Saved entries
*** Block opens ***

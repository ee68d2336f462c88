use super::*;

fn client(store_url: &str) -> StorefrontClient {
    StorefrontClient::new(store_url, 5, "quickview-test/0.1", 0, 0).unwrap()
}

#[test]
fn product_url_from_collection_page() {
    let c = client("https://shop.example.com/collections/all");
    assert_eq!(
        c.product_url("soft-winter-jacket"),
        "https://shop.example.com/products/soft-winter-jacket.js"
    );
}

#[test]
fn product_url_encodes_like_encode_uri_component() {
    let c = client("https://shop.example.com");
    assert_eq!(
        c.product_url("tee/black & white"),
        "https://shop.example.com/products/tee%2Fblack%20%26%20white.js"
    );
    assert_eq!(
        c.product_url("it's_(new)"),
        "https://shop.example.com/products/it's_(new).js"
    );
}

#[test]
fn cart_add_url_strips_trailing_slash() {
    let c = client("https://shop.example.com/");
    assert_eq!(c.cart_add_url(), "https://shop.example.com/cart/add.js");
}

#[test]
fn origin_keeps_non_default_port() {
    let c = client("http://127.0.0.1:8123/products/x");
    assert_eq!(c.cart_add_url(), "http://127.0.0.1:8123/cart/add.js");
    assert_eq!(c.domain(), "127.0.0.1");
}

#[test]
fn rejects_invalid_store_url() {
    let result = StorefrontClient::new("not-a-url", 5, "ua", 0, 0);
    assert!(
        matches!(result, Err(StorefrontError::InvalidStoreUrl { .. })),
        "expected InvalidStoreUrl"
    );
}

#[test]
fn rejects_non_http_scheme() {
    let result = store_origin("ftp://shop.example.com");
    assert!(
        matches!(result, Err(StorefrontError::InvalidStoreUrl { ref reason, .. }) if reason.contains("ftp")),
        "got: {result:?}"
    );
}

*** Block closes ***
*** Block opens ***

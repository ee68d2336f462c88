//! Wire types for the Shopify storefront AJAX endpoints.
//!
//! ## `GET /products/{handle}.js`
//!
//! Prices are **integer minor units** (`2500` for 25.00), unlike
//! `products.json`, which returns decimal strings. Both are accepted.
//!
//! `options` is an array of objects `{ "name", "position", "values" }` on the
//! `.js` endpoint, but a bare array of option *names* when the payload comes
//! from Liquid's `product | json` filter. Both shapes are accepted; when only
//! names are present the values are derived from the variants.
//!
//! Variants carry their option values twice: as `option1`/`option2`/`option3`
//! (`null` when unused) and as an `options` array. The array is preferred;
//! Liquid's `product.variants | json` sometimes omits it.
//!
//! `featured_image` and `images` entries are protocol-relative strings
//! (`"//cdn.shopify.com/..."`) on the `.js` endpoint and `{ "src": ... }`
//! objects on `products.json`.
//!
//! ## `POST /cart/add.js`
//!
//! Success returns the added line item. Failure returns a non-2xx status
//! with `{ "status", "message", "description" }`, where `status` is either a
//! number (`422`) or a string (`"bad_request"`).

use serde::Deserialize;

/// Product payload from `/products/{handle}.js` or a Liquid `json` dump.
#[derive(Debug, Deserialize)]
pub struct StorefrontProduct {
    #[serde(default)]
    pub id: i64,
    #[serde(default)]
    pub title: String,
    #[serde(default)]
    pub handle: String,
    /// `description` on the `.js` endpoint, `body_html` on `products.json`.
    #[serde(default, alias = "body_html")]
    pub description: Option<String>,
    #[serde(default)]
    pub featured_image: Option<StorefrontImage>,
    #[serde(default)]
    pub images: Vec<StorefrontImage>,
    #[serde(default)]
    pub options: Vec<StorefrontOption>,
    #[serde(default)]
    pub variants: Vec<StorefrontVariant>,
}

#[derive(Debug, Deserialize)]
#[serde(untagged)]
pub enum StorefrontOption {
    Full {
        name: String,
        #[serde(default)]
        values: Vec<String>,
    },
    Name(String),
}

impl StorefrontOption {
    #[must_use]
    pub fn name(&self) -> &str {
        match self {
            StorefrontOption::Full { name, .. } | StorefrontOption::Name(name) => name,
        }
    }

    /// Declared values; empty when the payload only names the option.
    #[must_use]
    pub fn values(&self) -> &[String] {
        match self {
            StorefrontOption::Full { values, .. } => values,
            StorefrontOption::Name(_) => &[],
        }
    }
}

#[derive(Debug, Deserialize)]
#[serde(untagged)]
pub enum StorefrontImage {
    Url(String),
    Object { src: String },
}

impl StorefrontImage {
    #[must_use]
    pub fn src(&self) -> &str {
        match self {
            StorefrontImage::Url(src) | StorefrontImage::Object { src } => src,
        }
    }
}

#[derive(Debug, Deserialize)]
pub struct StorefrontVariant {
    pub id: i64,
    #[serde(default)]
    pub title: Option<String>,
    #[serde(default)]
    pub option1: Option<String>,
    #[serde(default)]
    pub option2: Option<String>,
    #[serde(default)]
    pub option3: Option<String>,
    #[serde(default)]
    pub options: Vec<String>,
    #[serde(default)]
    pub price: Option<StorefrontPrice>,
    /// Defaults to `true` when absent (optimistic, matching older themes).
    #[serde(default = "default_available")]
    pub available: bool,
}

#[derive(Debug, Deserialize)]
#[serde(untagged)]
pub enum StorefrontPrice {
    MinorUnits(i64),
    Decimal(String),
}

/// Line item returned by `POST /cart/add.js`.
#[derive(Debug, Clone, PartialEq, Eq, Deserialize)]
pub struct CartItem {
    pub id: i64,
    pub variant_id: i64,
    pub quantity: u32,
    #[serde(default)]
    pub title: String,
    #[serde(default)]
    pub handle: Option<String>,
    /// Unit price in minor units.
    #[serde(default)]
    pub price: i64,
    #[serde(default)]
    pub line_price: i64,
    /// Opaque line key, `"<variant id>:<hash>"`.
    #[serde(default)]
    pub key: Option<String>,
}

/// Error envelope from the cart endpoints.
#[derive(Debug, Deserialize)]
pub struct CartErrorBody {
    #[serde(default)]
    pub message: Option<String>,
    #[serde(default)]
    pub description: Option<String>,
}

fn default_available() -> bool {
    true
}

*** Block closes ***

== Try it ==
Reproduce the entries above exactly, but only the lines between the line holding "accepted; when only" and the line holding "or a string", inclusive.

== Completed exercise ==
//! from Liquid's `product | json` filter. Both shapes are accepted; when only
//! names are present the values are derived from the variants.
//!
//! Variants carry their option values twice: as `option1`/`option2`/`option3`
//! (`null` when unused) and as an `options` array. The array is preferred;
//! Liquid's `product.variants | json` sometimes omits it.
//!
//! `featured_image` and `images` entries are protocol-relative strings
//! (`"//cdn.shopify.com/..."`) on the `.js` endpoint and `{ "src": ... }`
//! objects on `products.json`.
//!
//! ## `POST /cart/add.js`
//!
//! Success returns the added line item. Failure returns a non-2xx status
//! with `{ "status", "message", "description" }`, where `status` is either a
//! number (`422`) or a string (`"bad_request"`).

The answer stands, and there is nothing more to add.